DB down did not any alert

Question

DB down did not any alert

grpandurangipwc opened this issue 4 years ago · comments

We brought the DB down in the encv-staging for more than 30 minute.
But it did not generate any alert though the application was not available for use.
Unable to login as authorization was not working. E2E testing alert policy should have generated.
Kindly suggest.

Marilia Melo · Answer 1 · Tue Dec 15 2020 03:20:50 GMT+0800 (China Standard Time)

We don't recommend alerting on infrastructure failures. This didn't have any alerts because there were no real traffic to the system. If there were to be traffic hitting the system, the availability SLO alert would be triggered, since the system wouldn't be available.

That said, we expect e2e runner to get this kinda of error.
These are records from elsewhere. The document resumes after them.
//! Client JSON shapes for the specimen API
//!
//! Field names follow the external contract (camelCase with `ID` suffixes,
//! `testcode` lowercase); internal snake_case names map through serde
//! renames. Absent child collections serialize as `null`, never `[]`.

use serde::{Deserialize, Serialize};

/// Nested specimen payload, used for both upsert input and retrieval output
#[derive(Debug, Clone, Default, Serialize, Deserialize)]
pub struct SpecimenPayload {
    #[serde(rename = "rlimsID")]
    pub rlims_id: Option<String>,
    #[serde(rename = "orderID")]
    pub order_id: Option<String>,
    #[serde(rename = "participantID")]
    pub participant_id: Option<String>,
    #[serde(rename = "testcode")]
    pub test_code: Option<String>,
    #[serde(rename = "repositoryID")]
    pub repository_id: Option<String>,
    #[serde(rename = "studyID")]
    pub study_id: Option<String>,
    #[serde(rename = "cohortID")]
    pub cohort_id: Option<String>,
    #[serde(rename = "collectionDate")]
    pub collection_date: Option<String>,
    #[serde(rename = "confirmedDate")]
    pub confirmed_date: Option<String>,
    pub status: Option<StatusPayload>,
    #[serde(rename = "disposalStatus")]
    pub disposal_status: Option<DisposalStatusPayload>,
    pub attributes: Option<Vec<AttributePayload>>,
    pub aliquots: Option<Vec<AliquotPayload>>,
}

/// Status block: every field optional so point-updates can supply a subset
#[derive(Debug, Clone, Default, Serialize, Deserialize)]
pub struct StatusPayload {
    pub status: Option<String>,
    #[serde(rename = "freezeThawCount")]
    pub freeze_thaw_count: Option<i64>,
    pub location: Option<String>,
    pub quantity: Option<f64>,
    #[serde(rename = "quantityUnits")]
    pub quantity_units: Option<String>,
    #[serde(rename = "processingCompleteDate")]
    pub processing_complete_date: Option<String>,
    pub deviations: Option<String>,
}

#[derive(Debug, Clone, Default, Serialize, Deserialize)]
pub struct DisposalStatusPayload {
    pub reason: Option<String>,
    #[serde(rename = "disposalDate")]
    pub disposal_date: Option<String>,
}

#[derive(Debug, Clone, Serialize, Deserialize)]
pub struct AttributePayload {
    pub name: String,
    pub value: Option<String>,
}

#[derive(Debug, Clone, Default, Serialize, Deserialize)]
pub struct AliquotPayload {
    #[serde(rename = "rlimsID")]
    pub rlims_id: Option<String>,
    #[serde(rename = "sampleType")]
    pub sample_type: Option<String>,
    #[serde(rename = "childPlanService")]
    pub child_plan_service: Option<String>,
    #[serde(rename = "initialTreatment")]
    pub initial_treatment: Option<String>,
    #[serde(rename = "containerType")]
    pub container_type: Option<String>,
    pub status: Option<StatusPayload>,
    #[serde(rename = "disposalStatus")]
    pub disposal_status: Option<DisposalStatusPayload>,
    pub datasets: Option<Vec<DatasetPayload>>,
    pub aliquots: Option<Vec<AliquotPayload>>,
    /// Parent linkage, populated on retrieval only
    #[serde(rename = "parentAliquotID")]
    pub parent_aliquot_id: Option<String>,
    /// Root specimen back-reference, populated on retrieval only
    #[serde(rename = "specimenRlimsID")]
    pub specimen_rlims_id: Option<String>,
}

#[derive(Debug, Clone, Default, Serialize, Deserialize)]
pub struct DatasetPayload {
    #[serde(rename = "rlimsID")]
    pub rlims_id: Option<String>,
    pub name: Option<String>,
    pub status: Option<String>,
    pub items: Option<Vec<DatasetItemPayload>>,
}

#[derive(Debug, Clone, Default, Serialize, Deserialize)]
pub struct DatasetItemPayload {
    #[serde(rename = "paramID")]
    pub param_id: Option<String>,
    #[serde(rename = "displayValue")]
    pub display_value: Option<String>,
    #[serde(rename = "displayUnits")]
    pub display_units: Option<String>,
}

/// Upsert request body: one specimen or an independent batch of them
#[derive(Debug, Clone, Deserialize)]
#[serde(untagged)]
pub enum UpsertSpecimenRequest {
    Batch(Vec<SpecimenPayload>),
    Single(SpecimenPayload),
}

#[derive(Debug, Clone, Serialize)]
pub struct BatchSummary {
    pub total_received: usize,
    pub success_count: usize,
}

#[derive(Debug, Clone, Serialize)]
pub struct BatchError {
    #[serde(rename = "rlimsID")]
    pub rlims_id: String,
    pub error: String,
}

/// Batch response: element failures are reported inline, never as a
/// transport-level failure for the whole batch
#[derive(Debug, Clone, Serialize)]
pub struct BatchUpsertResponse {
    pub summary: BatchSummary,
    pub errors: Vec<BatchError>,
}

#[derive(Debug, Clone, Deserialize)]
pub struct ParticipantPayload {
    #[serde(rename = "biobankID")]
    pub biobank_id: String,
}

#[derive(Debug, Clone, Serialize)]
pub struct ParticipantResponse {
    pub id: i64,
    #[serde(rename = "biobankID")]
    pub biobank_id: String,
}

#[derive(Debug, Clone, Deserialize)]
pub struct AttributeValuePayload {
    pub value: Option<String>,
}

#[cfg(test)]
mod tests {
    use super::*;

    #[test]
    fn test_client_field_renames() {
        let json = r#"{
            "rlimsID": "rl-1",
            "orderID": "ord-1",
            "participantID": "Z1234",
            "testcode": "1ED04",
            "cohortID": "c-9"
        }"#;
        let payload: SpecimenPayload = serde_json::from_str(json).unwrap();
        assert_eq!(payload.rlims_id.as_deref(), Some("rl-1"));
        assert_eq!(payload.order_id.as_deref(), Some("ord-1"));
        assert_eq!(payload.participant_id.as_deref(), Some("Z1234"));
        assert_eq!(payload.test_code.as_deref(), Some("1ED04"));
        assert_eq!(payload.cohort_id.as_deref(), Some("c-9"));
    }

    #[test]
    fn test_absent_collections_serialize_as_null() {
        let payload = SpecimenPayload {
            rlims_id: Some("rl-1".to_string()),
            ..Default::default()
        };
        let value = serde_json::to_value(&payload).unwrap();
        assert!(value.get("attributes").unwrap().is_null());
        assert!(value.get("aliquots").unwrap().is_null());
    }

    #[test]
    fn test_single_vs_batch_request() {
        let single: UpsertSpecimenRequest =
            serde_json::from_str(r#"{"rlimsID": "a"}"#).unwrap();
        assert!(matches!(single, UpsertSpecimenRequest::Single(_)));

        let batch: UpsertSpecimenRequest =
            serde_json::from_str(r#"[{"rlimsID": "a"}, {"rlimsID": "b"}]"#).unwrap();
        match batch {
            UpsertSpecimenRequest::Batch(items) => assert_eq!(items.len(), 2),
            _ => panic!("expected batch"),
        }
    }
}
Yuchen will be tuning the e2e error rate to see if this wouldn't triggered.

Marilia Melo · Answer 2 · Tue Dec 15 2020 03:21:04 GMT+0800 (China Standard Time)

/assign yegle

Yuchen Ying · Answer 3 · Tue Dec 15 2020 05:26:33 GMT+0800 (China Standard Time)

@grpandurangipwc What's the time range when you took down the database? I'll try to find some logs around it.

grpandurangipwc · Answer 4 · Tue Dec 15 2020 10:38:04 GMT+0800 (China Standard Time)

@yegle PSQL DB was down between 6:15 am ET to 10:20 am on 14th Dec, 2020.

grpandurangipwc · Answer 5 · Tue Dec 15 2020 10:42:27 GMT+0800 (China Standard Time)

ann

We don't recommend alerting on infrastructure failures. This didn't have any alerts because there were no real traffic to the system. If there were to be traffic hitting the system, the availability SLO alert would be triggered, since the system wouldn't be available.

That said, we expect e2e runner to get this kinda of error. Yuchen will be tuning the e2e error rate to see if this wouldn't triggered.

@mariliamelo There was no real traffic because it was development environment. Also we know that when DB is down, we cannot login as authorization will not work or issue code. There is huge impact on the availability of the application when DB is down. We need to alert when one is not able to login to MVS or issue a verification codes for more than 5-10 minutes though the URL and Cloud Run services are up.

Yuchen Ying · Answer 6 · Tue Dec 15 2020 10:56:42 GMT+0800 (China Standard Time)

Per the out of band chat, we confirmed there's only uptime check HTTP request to /health handler and they are all 200 OK.

Note currently we only have Availability SLO alert on apiserver service. The e2e-runner does hit apiserver but I checked its log and it looks like it was failing before reaching the code that would hit apiserver, presumably because the database was down.

So

It's WAI in the case to not have triggered Availability SLO alert. This can be fixed by adding Availability SLO alert to all Cloud Run services. I've submitted a PR to do that.
It should've triggered E2ETestFailure alert. I'll need to investigate why it did not alert.

grpandurangipwc · Answer 7 · Tue Dec 15 2020 12:38:56 GMT+0800 (China Standard Time)

@yegle Kindly let us know if you need any info from us. From the E2Erunner logs, we could see that codes and long term tokens were not issued. TEKs were not published. It errored for all that.
How it is considered as outlier in metrics explorer needs to be checked. When we tried to reproduce the alert query in the metrics explorer we could not see any deviations.

github-actions · Answer 8 · Tue Dec 29 2020 20:05:17 GMT+0800 (China Standard Time)

This issue is stale because it has been open for 14 days with no
activity. It will automatically close after 7 more days of inactivity.